When we complete the EIA report, and accept their application, we find that the investor places the final order to a Far East originated cheap design/ cheap supplier/ cheap contractor, and that cheap contractor brings thousands of employees (or convicts/ soldiers) to our land. The power plant supply also has a short lifespan due to poor material consumed during the project just to survive in the temporary acceptance period.

We should have continuous monitoring of Environmental Impact Assessment conditions during all phases of the project as well as periodical inspections during operation. That is a very serious issue.

We now have an unnecessary number of license applications for construction imported coal firing, new thermal power plants. Do we have the capability to have all of them on our beautiful shores?? Do we need them all??

How will they control their stack emissions, CO2 emissions, fly-ash dust emissions, or slug disposal? To what standards, to EU or to Local? Shouldn’t we have some reasonable limitations in numbers and capacities? Should we approve them all?

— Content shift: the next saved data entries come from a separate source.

//! `SQLite` connection pool with WAL mode and foreign keys enabled.
//!
//! Uses `r2d2` pooling with the `r2d2_sqlite` backend. The pragma customizer
//! runs on every new connection so WAL, foreign keys, and the busy timeout
//! are in place before any query. Foreign keys matter here: deleting a daily
//! log must cascade to its entries.

use r2d2::Pool;
use r2d2_sqlite::SqliteConnectionManager;
use rusqlite::Connection;

use crate::errors::Result;

/// Alias for the connection pool type.
pub type ConnectionPool = Pool<SqliteConnectionManager>;

/// Alias for a pooled connection.
pub type PooledConnection = r2d2::PooledConnection<SqliteConnectionManager>;

/// Configuration for the connection pool.
#[derive(Clone, Debug)]
pub struct ConnectionConfig {
    /// Maximum pool size (default: 4; this is a single-user store).
    pub pool_size: u32,
    /// Busy timeout in milliseconds (default: 5000).
    pub busy_timeout_ms: u32,
}

impl Default for ConnectionConfig {
    fn default() -> Self {
        Self {
            pool_size: 4,
            busy_timeout_ms: 5_000,
        }
    }
}

/// Pragma customizer applied to each new connection.
#[derive(Debug)]
struct PragmaCustomizer {
    busy_timeout_ms: u32,
}

impl r2d2::CustomizeConnection<Connection, rusqlite::Error> for PragmaCustomizer {
    fn on_acquire(&self, conn: &mut Connection) -> std::result::Result<(), rusqlite::Error> {
        conn.execute_batch(&format!(
            "PRAGMA journal_mode = WAL;\
             PRAGMA busy_timeout = {};\
             PRAGMA foreign_keys = ON;\
             PRAGMA synchronous = NORMAL;",
            self.busy_timeout_ms
        ))?;
        Ok(())
    }
}

/// Create an in-memory connection pool (for testing).
pub fn new_in_memory(config: &ConnectionConfig) -> Result<ConnectionPool> {
    build_pool(SqliteConnectionManager::memory(), config)
}

/// Create a file-backed connection pool.
pub fn new_file(path: &str, config: &ConnectionConfig) -> Result<ConnectionPool> {
    build_pool(SqliteConnectionManager::file(path), config)
}

fn build_pool(manager: SqliteConnectionManager, config: &ConnectionConfig) -> Result<ConnectionPool> {
    let pool = Pool::builder()
        .max_size(config.pool_size)
        .connection_timeout(std::time::Duration::from_secs(5))
        .connection_customizer(Box::new(PragmaCustomizer {
            busy_timeout_ms: config.busy_timeout_ms,
        }))
        .build(manager)?;
    Ok(pool)
}

// ─────────────────────────────────────────────────────────────────────────────
// Tests
// ─────────────────────────────────────────────────────────────────────────────
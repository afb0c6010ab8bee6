//! Error types for the store.
//!
//! [`StoreError`] is returned by every repository and service operation.
//! Missing records get their own variants so callers can map them to a
//! request-level failure without string matching.

use thiserror::Error;

/// Errors that can occur during store operations.
#[derive(Debug, Error)]
pub enum StoreError {
    /// `SQLite` database error.
    #[error("sqlite error: {0}")]
    Sqlite(#[from] rusqlite::Error),

    /// Connection pool error.
    #[error("connection pool error: {0}")]
    Pool(#[from] r2d2::Error),

    /// Schema migration failed.
    #[error("migration error: {message}")]
    Migration {
        /// Describes which statement failed and why.
        message: String,
    },

    /// Referenced template does not exist.
    #[error("template not found: {0}")]
    TemplateNotFound(String),

    /// Referenced daily log does not exist.
    #[error("daily log not found: {0}")]
    LogNotFound(String),

    /// Referenced log entry does not exist.
    #[error("log entry not found: {0}")]
    EntryNotFound(String),
}

/// Convenience type alias for store results.
pub type Result<T> = std::result::Result<T, StoreError>;

// ─────────────────────────────────────────────────────────────────────────────
// Tests
// ─────────────────────────────────────────────────────────────────────────────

Energy is a very serious business. It is vital for the people. We should sincerely take all of those regulating procedures starting from licensing, continued in financing, tendering, environmental controls, construction and long-term operations. We need a qualified, experienced, highly educated public staff to monitor all these serious activities.

Honestly speaking, if I would be your Editor in a leading Newspaper in nationwide circulation, I would never allow a columnist to write an article on energy if he/she had no education in Thermodynamics in his/her undergrad university education.

Your comments are always welcome. Thank you and best regards.